The Reading and Bridge classes handle different types of input and output processing. The Reading class is used for text input embedding, while the Bridge class can be used for intermediary processing or as an output layer.

class Reading(nn.Module):
    def __init__(self, n_embed_size, n_vocab_size, n_pos_size):
        super(Reading, self).__init__()
        self.wte = nn.Embedding(self.n_vocab_size, self.n_embed_size)
        self.wpe = nn.Embedding(self.n_pos_size, self.n_embed_size)
        self.fc_out = nn.Linear(self.n_embed_size, self.n_embed_size)
        self.ln = nn.LayerNorm(self.n_embed_size)
        self.act = nn.SiLU()

    def forward(self, input_ids):
        position_ids = torch.arange(0, input_ids.shape[-1], dtype=torch.long, device=input_ids.device)
        inputs_embeds = self.wte(input_ids)
        position_embeds = self.wpe(position_ids.unsqueeze(0))
        hidden_states = inputs_embeds + position_embeds
        hidden_states = self.fc_out(hidden_states)
        hidden_states = self.ln(hidden_states)
        hidden_states = self.act(hidden_states)
        return hidden_states

CausalLM & SequenceClassifier

These classes define the final output processing, whether it's for language modeling or sequence classification.

class CausalLM(nn.Module):
    def __init__(self, n_dim, n_vocab_size):
        super(CausalLM, self).__init__()
        self.lm_head = nn.Linear(self.n_dim, self.n_vocab_size)

    def forward(self, x):
        return self.lm_head(x)

class SequenceClassifier(nn.Module):
    def __init__(self, n_dim, n_outputs):
        super(SequenceClassifier, self).__init__()
        self.fc_out = nn.Linear(self.n_dim, self.n_outputs)

    def forward(self, x):
        x = torch.mean(x, dim=1)
        x = self.fc_out(x)
        x = torch.softmax(x, dim=-1) if self.n_outputs > 1 else torch.sigmoid(x)
        return x

Conclusion

Genesis represents a step forward in neural network architecture by drawing inspiration from the human brain.

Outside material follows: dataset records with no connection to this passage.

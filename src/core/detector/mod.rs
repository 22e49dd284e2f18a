//! # Detector Module
//!
//! Polymorphic detection capabilities, one per provider-feature pair.
//!
//! Each detector takes an image file path and returns a normalized tag
//! map, or a typed failure. Failures are isolated per provider per
//! file: the pipeline logs them and records them on the image result,
//! and scanning continues.

mod clarifai;
mod quota;
mod sightengine;
mod vision;

pub use clarifai::ClarifaiDetector;
pub use quota::{QuotaTracker, TryAcquire};
pub use sightengine::SightengineDetector;
pub use vision::{GoogleVisionDetector, VisionFeature};

use crate::core::config::Config;
use crate::core::TagMap;
use crate::error::DetectError;
use std::path::Path;

/// External image-recognition services consulted during a run.
///
/// Call quotas are enforced per provider, not per detector: all five
/// Google Vision feature detectors share one counter.
#[derive(Debug, Clone, Copy, PartialEq, Eq, Hash)]
pub enum Provider {
    GoogleVision,
    Clarifai,
    Sightengine,
}

impl Provider {
    pub const ALL: [Provider; 3] = [
        Provider::GoogleVision,
        Provider::Clarifai,
        Provider::Sightengine,
    ];

    pub fn as_str(&self) -> &'static str {
        match self {
            Provider::GoogleVision => "google-vision",
            Provider::Clarifai => "clarifai",
            Provider::Sightengine => "sightengine",
        }
    }

    pub(crate) fn index(&self) -> usize {
        match self {
            Provider::GoogleVision => 0,
            Provider::Clarifai => 1,
            Provider::Sightengine => 2,
        }
    }
}

impl std::fmt::Display for Provider {
    fn fmt(&self, f: &mut std::fmt::Formatter<'_>) -> std::fmt::Result {
        f.write_str(self.as_str())
    }
}

/// A single detection capability.
///
/// Implementations must be cheap to call concurrently; the pipeline
/// fans detectors out in parallel for each file.
pub trait Detector: Send + Sync {
    /// Identifier used in logs and error records,
    /// e.g. "google-vision-labels"
    fn name(&self) -> &str;

    /// The provider this detector counts against for quota purposes
    fn provider(&self) -> Provider;

    /// Detect tags for the given image file.
    ///
    /// An empty tag map is a successful "nothing found" outcome and is
    /// distinct from an error.
    fn detect(&self, path: &Path) -> Result<TagMap, DetectError>;
}

/// Build the ordered detector set for a run.
///
/// A provider participates when its credentials are present; Google
/// Vision contributes one detector per enabled feature.
pub fn build_detectors(config: &Config) -> Vec<Box<dyn Detector>> {
    let mut detectors: Vec<Box<dyn Detector>> = Vec::new();
    let features = &config.features;
    let creds = &config.credentials;

    if let Some(key) = &creds.google_key {
        let enabled = [
            (features.objects, VisionFeature::Objects),
            (features.labels, VisionFeature::Labels),
            (features.landmarks, VisionFeature::Landmarks),
            (features.logos, VisionFeature::Logos),
            (features.unsafe_content, VisionFeature::SafeSearch),
        ];
        for (on, feature) in enabled {
            if on {
                detectors.push(Box::new(GoogleVisionDetector::new(key.clone(), feature)));
            }
        }
    }

    if let Some(key) = &creds.clarifai_key {
        detectors.push(Box::new(ClarifaiDetector::new(key.clone())));
    }

    if let (Some(user), Some(secret)) = (&creds.sightengine_user, &creds.sightengine_secret) {
        detectors.push(Box::new(SightengineDetector::new(
            user.clone(),
            secret.clone(),
            features.unsafe_content,
        )));
    }

    detectors
}

#[cfg(test)]
mod tests {
    use super::*;
    use crate::core::config::{Credentials, Features};

    fn config_with(credentials: Credentials, features: Features) -> Config {
        Config {
            credentials,
            features,
            ..Default::default()
        }
    }

    #[test]
    fn no_credentials_no_detectors() {
        let config = config_with(Credentials::default(), Features::all());
        assert!(build_detectors(&config).is_empty());
    }

    #[test]
    fn google_key_enables_one_detector_per_feature() {
        let credentials = Credentials {
            google_key: Some("key".to_string()),
            ..Default::default()
        };
        let config = config_with(credentials, Features::all());
        let detectors = build_detectors(&config);

        assert_eq!(detectors.len(), 5);
        assert!(detectors
            .iter()
            .all(|d| d.provider() == Provider::GoogleVision));
    }

    #[test]
    fn sightengine_needs_both_user_and_secret() {
        let credentials = Credentials {
            sightengine_user: Some("user".to_string()),
            ..Default::default()
        };
        let config = config_with(credentials, Features::all());
        assert!(build_detectors(&config).is_empty());

        let credentials = Credentials {
            sightengine_user: Some("user".to_string()),
            sightengine_secret: Some("secret".to_string()),
            ..Default::default()
        };
        let config = config_with(credentials, Features::all());
        let detectors = build_detectors(&config);
        assert_eq!(detectors.len(), 1);
        assert_eq!(detectors[0].provider(), Provider::Sightengine);
    }

    #[test]
    fn detector_order_is_stable() {
        let credentials = Credentials {
            google_key: Some("g".to_string()),
            clarifai_key: Some("c".to_string()),
            ..Default::default()
        };
        let features = Features {
            labels: true,
            logos: true,
            ..Default::default()
        };
        let config = config_with(credentials, features);
        let detectors = build_detectors(&config);

        let names: Vec<&str> = detectors.iter().map(|d| d.name()).collect();
        assert_eq!(
            names,
            vec!["google-vision-labels", "google-vision-logos", "clarifai"]
        );
    }
}
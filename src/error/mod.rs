//! # Error Module
//!
//! Error types for the image tagging pipeline.
//!
//! ## Design Principles
//! - **Never panic** on user data - return errors instead
//! - **Include context** - paths, providers, what went wrong
//! - **Isolate boundaries** - per-file and per-provider failures are
//!   recorded on the result, only configuration errors abort a run

use std::path::PathBuf;
use thiserror::Error;

/// Top-level application error.
///
/// Detection failures never appear here: they are recorded per file on
/// the image result, in the persisted output format.
#[derive(Error, Debug)]
pub enum ImgtagError {
    #[error("Configuration error: {0}")]
    Config(#[from] ConfigError),

    #[error("Scanning error: {0}")]
    Scan(#[from] ScanError),

    #[error("Action error: {0}")]
    Action(#[from] ActionError),

    #[error("Result store error: {0}")]
    Store(#[from] StoreError),
}

/// Errors found while validating or loading the configuration.
///
/// These are the only errors that abort a run before it starts.
#[derive(Error, Debug)]
pub enum ConfigError {
    #[error("No folders to scan were given")]
    NoFolders,

    #[error("Invalid value for {field}: {value} (must be >= 1)")]
    InvalidLimit { field: &'static str, value: i64 },

    #[error("The {action} action requires a non-empty filter")]
    ActionWithoutFilter { action: &'static str },

    #[error("Failed to read config file {path}: {reason}")]
    ReadFailed { path: PathBuf, reason: String },
}

/// Errors that occur while enumerating image files
#[derive(Error, Debug)]
pub enum ScanError {
    #[error("Folder not found: {path}")]
    FolderNotFound { path: PathBuf },

    #[error("Permission denied accessing: {path}")]
    PermissionDenied { path: PathBuf },

    #[error("Failed to read {path}: {source}")]
    ReadEntry {
        path: PathBuf,
        #[source]
        source: std::io::Error,
    },
}

/// Errors returned by a detection provider for a single file.
///
/// Distinguishable from "zero tags found": an empty tag map is a
/// successful detection.
#[derive(Error, Debug)]
pub enum DetectError {
    #[error("Failed to read image {path}: {source}")]
    ReadImage {
        path: PathBuf,
        #[source]
        source: std::io::Error,
    },

    #[error("Transport error calling {provider}: {reason}")]
    Transport { provider: String, reason: String },

    #[error("{provider} rejected the request: {reason}")]
    Api { provider: String, reason: String },

    #[error("Failed to parse {provider} response: {reason}")]
    Parse { provider: String, reason: String },
}

/// Errors that occur while moving or deleting selected images
#[derive(Error, Debug)]
pub enum ActionError {
    #[error("Failed to create target folder {path}: {source}")]
    CreateFolder {
        path: PathBuf,
        #[source]
        source: std::io::Error,
    },

    #[error("Failed to move {path}: {reason}")]
    MoveFailed { path: PathBuf, reason: String },

    #[error("Failed to delete {path}: {source}")]
    DeleteFailed {
        path: PathBuf,
        #[source]
        source: std::io::Error,
    },
}

/// Errors from reading or writing the persisted results file
#[derive(Error, Debug)]
pub enum StoreError {
    #[error("Failed to write results to {path}: {reason}")]
    WriteFailed { path: PathBuf, reason: String },

    #[error("Failed to read results from {path}: {reason}")]
    ReadFailed { path: PathBuf, reason: String },
}

/// Convenience Result type alias
pub type Result<T> = std::result::Result<T, ImgtagError>;

#[cfg(test)]
mod tests {
    use super::*;

    #[test]
    fn scan_error_includes_path() {
        let error = ScanError::FolderNotFound {
            path: PathBuf::from("/photos/vacation"),
        };
        assert!(error.to_string().contains("/photos/vacation"));
    }

    #[test]
    fn detect_error_includes_provider() {
        let error = DetectError::Api {
            provider: "google-vision".to_string(),
            reason: "quota exceeded".to_string(),
        };
        let message = error.to_string();
        assert!(message.contains("google-vision"));
        assert!(message.contains("quota exceeded"));
    }

    #[test]
    fn config_error_names_action() {
        let error = ConfigError::ActionWithoutFilter { action: "delete" };
        assert!(error.to_string().contains("delete"));
    }
}
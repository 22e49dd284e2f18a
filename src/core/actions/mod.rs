//! # Actions Module
//!
//! Executes move/delete actions on images selected by the filter.
//!
//! Errors are isolated per item: one failed file never stops the rest,
//! and a move never loses the source when the destination cannot be
//! prepared or written.

use crate::core::ImageResult;
use crate::error::ActionError;
use crate::events::{ActionEvent, Event, EventSender};
use std::collections::HashSet;
use std::fs;
use std::path::{Path, PathBuf};
use tracing::{debug, info, warn};

/// Outcome of one action batch
#[derive(Debug, Default)]
pub struct ActionOutcome {
    /// Files moved
    pub moved: usize,
    /// Files deleted
    pub deleted: usize,
    /// Per-item failures
    pub errors: Vec<ActionError>,
}

/// Move selected images under `target`, preserving their path relative
/// to the scan root they came from.
///
/// Results loaded from a foreign run may not sit under any root; those
/// fall back to their bare file name.
pub fn move_images(
    images: &[&ImageResult],
    roots: &[PathBuf],
    target: &Path,
    events: &EventSender,
) -> ActionOutcome {
    let mut outcome = ActionOutcome::default();
    let mut created_dirs: HashSet<PathBuf> = HashSet::new();

    debug!(count = images.len(), target = %target.display(), "Moving selected images");

    for image in images {
        let source = image.file.as_path();

        if !source.exists() {
            debug!(path = %source.display(), "Does not exist, will not move");
            continue;
        }

        let relative = roots
            .iter()
            .find_map(|root| source.strip_prefix(root).ok().map(Path::to_path_buf))
            .or_else(|| source.file_name().map(PathBuf::from));
        let Some(relative) = relative else {
            outcome.errors.push(ActionError::MoveFailed {
                path: source.to_path_buf(),
                reason: "no usable file name".to_string(),
            });
            continue;
        };

        let destination = target.join(relative);

        if let Some(parent) = destination.parent() {
            if !created_dirs.contains(parent) {
                if let Err(e) = fs::create_dir_all(parent) {
                    let error = ActionError::CreateFolder {
                        path: parent.to_path_buf(),
                        source: e,
                    };
                    warn!(path = %source.display(), "{error}");
                    events.send(Event::Action(ActionEvent::Error {
                        path: source.to_path_buf(),
                        message: error.to_string(),
                    }));
                    outcome.errors.push(error);
                    continue;
                }
                created_dirs.insert(parent.to_path_buf());
            }
        }

        match move_file(source, &destination) {
            Ok(()) => {
                info!(from = %source.display(), to = %destination.display(), "Moved");
                events.send(Event::Action(ActionEvent::Moved {
                    from: source.to_path_buf(),
                    to: destination,
                }));
                outcome.moved += 1;
            }
            Err(e) => {
                let error = ActionError::MoveFailed {
                    path: source.to_path_buf(),
                    reason: e.to_string(),
                };
                warn!("{error}");
                events.send(Event::Action(ActionEvent::Error {
                    path: source.to_path_buf(),
                    message: error.to_string(),
                }));
                outcome.errors.push(error);
            }
        }
    }

    outcome
}

/// Rename with a verified copy+delete fallback for cross-device moves.
///
/// The source is only removed after the destination size matches.
fn move_file(source: &Path, destination: &Path) -> std::io::Result<()> {
    fs::rename(source, destination).or_else(|_| {
        let source_size = fs::metadata(source)?.len();
        fs::copy(source, destination)?;

        let dest_size = fs::metadata(destination)?.len();
        if dest_size != source_size {
            let _ = fs::remove_file(destination);
            return Err(std::io::Error::other(format!(
                "copy verification failed: source {} bytes, dest {} bytes",
                source_size, dest_size
            )));
        }

        fs::remove_file(source)
    })
}

/// Delete selected images from disk.
///
/// An already-missing file counts as satisfied, not as an error.
pub fn delete_images(images: &[&ImageResult], events: &EventSender) -> ActionOutcome {
    let mut outcome = ActionOutcome::default();

    for image in images {
        let path = image.file.as_path();

        if !path.exists() {
            debug!(path = %path.display(), "Already gone, nothing to delete");
            continue;
        }

        match fs::remove_file(path) {
            Ok(()) => {
                info!(path = %path.display(), "Deleted");
                events.send(Event::Action(ActionEvent::Deleted {
                    path: path.to_path_buf(),
                }));
                outcome.deleted += 1;
            }
            Err(e) => {
                let error = ActionError::DeleteFailed {
                    path: path.to_path_buf(),
                    source: e,
                };
                warn!("{error}");
                events.send(Event::Action(ActionEvent::Error {
                    path: path.to_path_buf(),
                    message: error.to_string(),
                }));
                outcome.errors.push(error);
            }
        }
    }

    outcome
}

Its modular design, configurability, and biologically plausible computations make it a promising approach for various AI tasks. Developing this model has been a fascinating journey, combining theoretical research with practical implementation challenges. I look forward to further optimizing and expanding its capabilities.

This project is open-source, and I welcome collaboration from anyone interested in exploring the intersections of artificial and biological intelligence. Let's push the boundaries of what's possible together!